» Requirement: Reproduce the data below line by line, from its first line to the line with "use uuid::Uuid;", both included, and nothing past that point.
___ Data provided
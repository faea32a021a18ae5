//! SQLite repository implementation.
//!
//! Implements the repository traits from `skymail_core::storage` using SQLite.

use async_trait::async_trait;
use rusqlite::Row;
use tokio_rusqlite::Connection;
use uuid::Uuid;

use skymail_core::storage::{
    CityRepository, RepositoryError, Result, SubscriptionRepository, TokenRepository,
    UserRepository, WeatherRepository,
};
use skymail_core::subscription::{
    Cadence, City, Subscription, Token, TokenKind, User, WeatherSnapshot,
};

use super::conversions::{
    format_datetime, row_to_city, row_to_subscription, row_to_token, row_to_user, row_to_weather,
};
use super::error::map_tokio_rusqlite_error_with_id;
use super::schema;

/// Helper to wrap rusqlite errors for tokio_rusqlite closures.
fn wrap_err(e: rusqlite::Error) -> tokio_rusqlite::Error {
    tokio_rusqlite::Error::Rusqlite(e)
}

/// SQLite-based repository implementation.
///
/// Provides async access to SQLite storage for all entity types.
pub struct SqliteRepository {
    conn: Connection,
}

impl SqliteRepository {
    /// Creates a new repository with a file-based database.
    ///
    /// The database file will be created if it doesn't exist.
    /// Schema tables are created automatically.
    pub async fn new(path: &str) -> Result<Self> {
        let conn = Connection::open(path)
            .await
            .map_err(|e| RepositoryError::ConnectionFailed(e.to_string()))?;

        Self::init_schema(&conn).await?;

        Ok(Self { conn })
    }

    /// Creates a new repository with an in-memory database.
    ///
    /// Useful for testing - data is lost when the connection is dropped.
    pub async fn new_in_memory() -> Result<Self> {
        let conn = Connection::open_in_memory()
            .await
            .map_err(|e| RepositoryError::ConnectionFailed(e.to_string()))?;

        Self::init_schema(&conn).await?;

        Ok(Self { conn })
    }

    /// Initialize the database schema.
    async fn init_schema(conn: &Connection) -> Result<()> {
        conn.call(|conn| {
            conn.execute_batch(schema::CREATE_TABLES)
                .map_err(wrap_err)?;
            Ok(())
        })
        .await
        .map_err(|e| RepositoryError::QueryFailed(e.to_string()))
    }

    /// Runs a single-row query, mapping "no rows" to `None`.
    async fn query_optional<T, P>(
        &self,
        sql: &'static str,
        params: P,
        map_row: fn(&Row<'_>) -> rusqlite::Result<T>,
        entity_type: &'static str,
        id: String,
    ) -> Result<Option<T>>
    where
        T: Send + 'static,
        P: rusqlite::Params + Send + 'static,
    {
        self.conn
            .call(move |conn| {
                let mut stmt = conn.prepare(sql).map_err(wrap_err)?;
                match stmt.query_row(params, map_row) {
                    Ok(row) => Ok(Some(row)),
                    Err(rusqlite::Error::QueryReturnedNoRows) => Ok(None),
                    Err(e) => Err(wrap_err(e)),
                }
            })
            .await
            .map_err(|e| map_tokio_rusqlite_error_with_id(e, entity_type, id))
    }

    /// Executes a write statement. A delete that touches no row fails with
    /// `NotFound`.
    async fn execute<P>(
        &self,
        sql: &'static str,
        params: P,
        require_row: bool,
        entity_type: &'static str,
        id: String,
    ) -> Result<()>
    where
        P: rusqlite::Params + Send + 'static,
    {
        self.conn
            .call(move |conn| {
                let rows = conn.execute(sql, params).map_err(wrap_err)?;
                if require_row && rows == 0 {
                    Err(wrap_err(rusqlite::Error::QueryReturnedNoRows))
                } else {
                    Ok(())
                }
            })
            .await
            .map_err(|e| map_tokio_rusqlite_error_with_id(e, entity_type, id))
    }
}

// ============================================================================
// CityRepository implementation
// ============================================================================

#[async_trait]
impl CityRepository for SqliteRepository {
    async fn get_city(&self, id: Uuid) -> Result<Option<City>> {
        self.query_optional(
            schema::SELECT_CITY_BY_ID,
            [id.to_string()],
            row_to_city,
            "City",
            id.to_string(),
        )
        .await
    }

    async fn get_city_by_name(&self, name: &str) -> Result<Option<City>> {
        self.query_optional(
            schema::SELECT_CITY_BY_NAME,
            [name.to_string()],
            row_to_city,
            "City",
            name.to_string(),
        )
        .await
    }

    async fn save_city(&self, city: &City) -> Result<()> {
        let params = (
            city.id.to_string(),
            city.name.clone(),
            city.longitude,
            city.latitude,
            city.place_id.clone(),
        );
        self.execute(schema::UPSERT_CITY, params, false, "City", city.name.clone())
            .await
    }
}

// ============================================================================
// UserRepository implementation
// ============================================================================

#[async_trait]
impl UserRepository for SqliteRepository {
    async fn get_user(&self, id: Uuid) -> Result<Option<User>> {
        self.query_optional(
            schema::SELECT_USER_BY_ID,
            [id.to_string()],
            row_to_user,
            "User",
            id.to_string(),
        )
        .await
    }

    async fn get_user_by_email(&self, email: &str) -> Result<Option<User>> {
        self.query_optional(
            schema::SELECT_USER_BY_EMAIL,
            [email.to_string()],
            row_to_user,
            "User",
            email.to_string(),
        )
        .await
    }

    async fn save_user(&self, user: &User) -> Result<()> {
        let params = (
            user.id.to_string(),
            user.email.clone(),
            user.city_id.to_string(),
        );
        self.execute(schema::UPSERT_USER, params, false, "User", user.email.clone())
            .await
    }

    /// Subscriptions and tokens go with the user through `ON DELETE CASCADE`.
    async fn delete_user(&self, id: Uuid) -> Result<()> {
        self.execute(
            schema::DELETE_USER,
            [id.to_string()],
            true,
            "User",
            id.to_string(),
        )
        .await
    }
}

// ============================================================================
// TokenRepository implementation
// ============================================================================

#[async_trait]
impl TokenRepository for SqliteRepository {
    async fn get_token(&self, value: &str) -> Result<Option<Token>> {
        self.query_optional(
            schema::SELECT_TOKEN_BY_VALUE,
            [value.to_string()],
            row_to_token,
            "Token",
            value.to_string(),
        )
        .await
    }

    async fn get_token_for_user(&self, user_id: Uuid, kind: TokenKind) -> Result<Option<Token>> {
        self.query_optional(
            schema::SELECT_TOKEN_BY_USER_AND_KIND,
            [user_id.to_string(), kind.as_str().to_string()],
            row_to_token,
            "Token",
            format!("{user_id}/{kind}"),
        )
        .await
    }

    async fn replace_token(&self, token: &Token) -> Result<Option<Token>> {
        let value = token.value.clone();
        let kind = token.kind.as_str().to_string();
        let user_id = token.user_id.to_string();
        let cadence = token.cadence.map(|c| c.as_str().to_string());
        let expires_at = format_datetime(&token.expires_at);
        let token_value = token.value.clone();

        self.conn
            .call(move |conn| {
                let tx = conn.transaction().map_err(wrap_err)?;

                let retired = match tx.query_row(
                    schema::SELECT_TOKEN_BY_USER_AND_KIND,
                    [&user_id, &kind],
                    row_to_token,
                ) {
                    Ok(existing) => Some(existing),
                    Err(rusqlite::Error::QueryReturnedNoRows) => None,
                    Err(e) => return Err(wrap_err(e)),
                };

                if let Some(ref existing) = retired {
                    tx.execute(schema::DELETE_TOKEN, [&existing.value])
                        .map_err(wrap_err)?;
                }

                tx.execute(
                    schema::INSERT_TOKEN,
                    rusqlite::params![value, kind, user_id, cadence, expires_at],
                )
                .map_err(wrap_err)?;

                tx.commit().map_err(wrap_err)?;
                Ok(retired)
            })
            .await
            .map_err(|e| map_tokio_rusqlite_error_with_id(e, "Token", token_value))
    }

    async fn delete_token(&self, value: &str) -> Result<()> {
        self.execute(
            schema::DELETE_TOKEN,
            [value.to_string()],
            true,
            "Token",
            value.to_string(),
        )
        .await
    }
}

// ============================================================================
// SubscriptionRepository implementation
// ============================================================================

#[async_trait]
impl SubscriptionRepository for SqliteRepository {
    async fn get_subscription_for_user(&self, user_id: Uuid) -> Result<Option<Subscription>> {
        self.query_optional(
            schema::SELECT_SUBSCRIPTION_BY_USER,
            [user_id.to_string()],
            row_to_subscription,
            "Subscription",
            user_id.to_string(),
        )
        .await
    }

    async fn list_subscriptions(&self, cadence: Cadence) -> Result<Vec<Subscription>> {
        let cadence_str = cadence.as_str().to_string();

        self.conn
            .call(move |conn| {
                let mut stmt = conn
                    .prepare(schema::SELECT_SUBSCRIPTIONS_BY_CADENCE)
                    .map_err(wrap_err)?;
                let rows = stmt
                    .query_map([&cadence_str], row_to_subscription)
                    .map_err(wrap_err)?;

                let mut subscriptions = Vec::new();
                for row_result in rows {
                    subscriptions.push(row_result.map_err(wrap_err)?);
                }
                Ok(subscriptions)
            })
            .await
            .map_err(|e| RepositoryError::QueryFailed(e.to_string()))
    }

    async fn save_subscription(&self, subscription: &Subscription) -> Result<()> {
        let params = (
            subscription.id.to_string(),
            subscription.cadence.as_str().to_string(),
            subscription.user_id.to_string(),
        );
        self.execute(
            schema::UPSERT_SUBSCRIPTION,
            params,
            false,
            "Subscription",
            subscription.user_id.to_string(),
        )
        .await
    }

    async fn delete_subscription(&self, id: Uuid) -> Result<()> {
        self.execute(
            schema::DELETE_SUBSCRIPTION,
            [id.to_string()],
            true,
            "Subscription",
            id.to_string(),
        )
        .await
    }
}

// ============================================================================
// WeatherRepository implementation
// ============================================================================

#[async_trait]
impl WeatherRepository for SqliteRepository {
    async fn get_weather_for_city(&self, city_id: Uuid) -> Result<Option<WeatherSnapshot>> {
        self.query_optional(
            schema::SELECT_WEATHER_BY_CITY,
            [city_id.to_string()],
            row_to_weather,
            "Weather",
            city_id.to_string(),
        )
        .await
    }

    async fn save_weather(&self, snapshot: &WeatherSnapshot) -> Result<()> {
        let params = (
            snapshot.id.to_string(),
            format_datetime(&snapshot.observed_at),
            snapshot.temperature,
            snapshot.humidity,
            snapshot.description.clone(),
            snapshot.city_id.to_string(),
        );
        self.execute(
            schema::UPSERT_WEATHER,
            params,
            false,
            "Weather",
            snapshot.city_id.to_string(),
        )
        .await
    }
}
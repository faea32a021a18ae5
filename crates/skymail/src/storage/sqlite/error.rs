//! SQLite error mapping.
//!
//! Maps `tokio_rusqlite::Error` and `rusqlite::Error` to `RepositoryError`
//! from `skymail_core::storage`. Constraint violations become semantic
//! variants so callers can tell a duplicate from a broken connection.

use skymail_core::storage::RepositoryError;

/// Maps a rusqlite error to a RepositoryError.
///
/// # Error Mapping
///
/// - `SQLITE_CONSTRAINT_UNIQUE` / `SQLITE_CONSTRAINT_PRIMARYKEY` → `RepositoryError::AlreadyExists`
/// - `SQLITE_CONSTRAINT_FOREIGNKEY` → `RepositoryError::InvalidData`
/// - `QueryReturnedNoRows` → `RepositoryError::NotFound`
/// - Open failures → `RepositoryError::ConnectionFailed`
/// - Conversion failures → `RepositoryError::Serialization`
/// - All other errors → `RepositoryError::QueryFailed`
fn map_rusqlite_error(err: &rusqlite::Error, entity_type: &'static str, id: &str) -> RepositoryError {
    match err {
        rusqlite::Error::SqliteFailure(sqlite_err, _)
            if sqlite_err.extended_code == rusqlite::ffi::SQLITE_CONSTRAINT_UNIQUE
                || sqlite_err.extended_code == rusqlite::ffi::SQLITE_CONSTRAINT_PRIMARYKEY =>
        {
            RepositoryError::AlreadyExists {
                entity_type,
                id: id.to_string(),
            }
        }

        rusqlite::Error::SqliteFailure(sqlite_err, _)
            if sqlite_err.extended_code == rusqlite::ffi::SQLITE_CONSTRAINT_FOREIGNKEY =>
        {
            RepositoryError::InvalidData(format!(
                "Foreign key constraint violation for {entity_type} {id}"
            ))
        }

        rusqlite::Error::SqliteFailure(sqlite_err, _)
            if sqlite_err.code == rusqlite::ErrorCode::CannotOpen =>
        {
            RepositoryError::ConnectionFailed(format!("Cannot open database: {err}"))
        }

        rusqlite::Error::QueryReturnedNoRows => RepositoryError::NotFound {
            entity_type,
            id: id.to_string(),
        },

        rusqlite::Error::FromSqlConversionFailure(..) => {
            RepositoryError::Serialization(format!("Invalid {entity_type} row: {err}"))
        }

        _ => RepositoryError::QueryFailed(err.to_string()),
    }
}

/// Maps a tokio_rusqlite error with a known ID to a RepositoryError.
///
/// This is the main entry point for error mapping in async code.
pub fn map_tokio_rusqlite_error_with_id(
    err: tokio_rusqlite::Error,
    entity_type: &'static str,
    id: impl Into<String>,
) -> RepositoryError {
    let id_str = id.into();
    match &err {
        tokio_rusqlite::Error::Rusqlite(rusqlite_err) => {
            map_rusqlite_error(rusqlite_err, entity_type, &id_str)
        }
        tokio_rusqlite::Error::Close(_) => {
            RepositoryError::ConnectionFailed("Connection closed unexpectedly".to_string())
        }
        _ => RepositoryError::QueryFailed(err.to_string()),
    }
}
______
» Written response:
repository faea32a021a18ae5
//! SQLite repository implementation.
//!
//! Implements the repository traits from `skymail_core::storage` using SQLite.

use async_trait::async_trait;
use rusqlite::Row;
use tokio_rusqlite::Connection;
use uuid::Uuid;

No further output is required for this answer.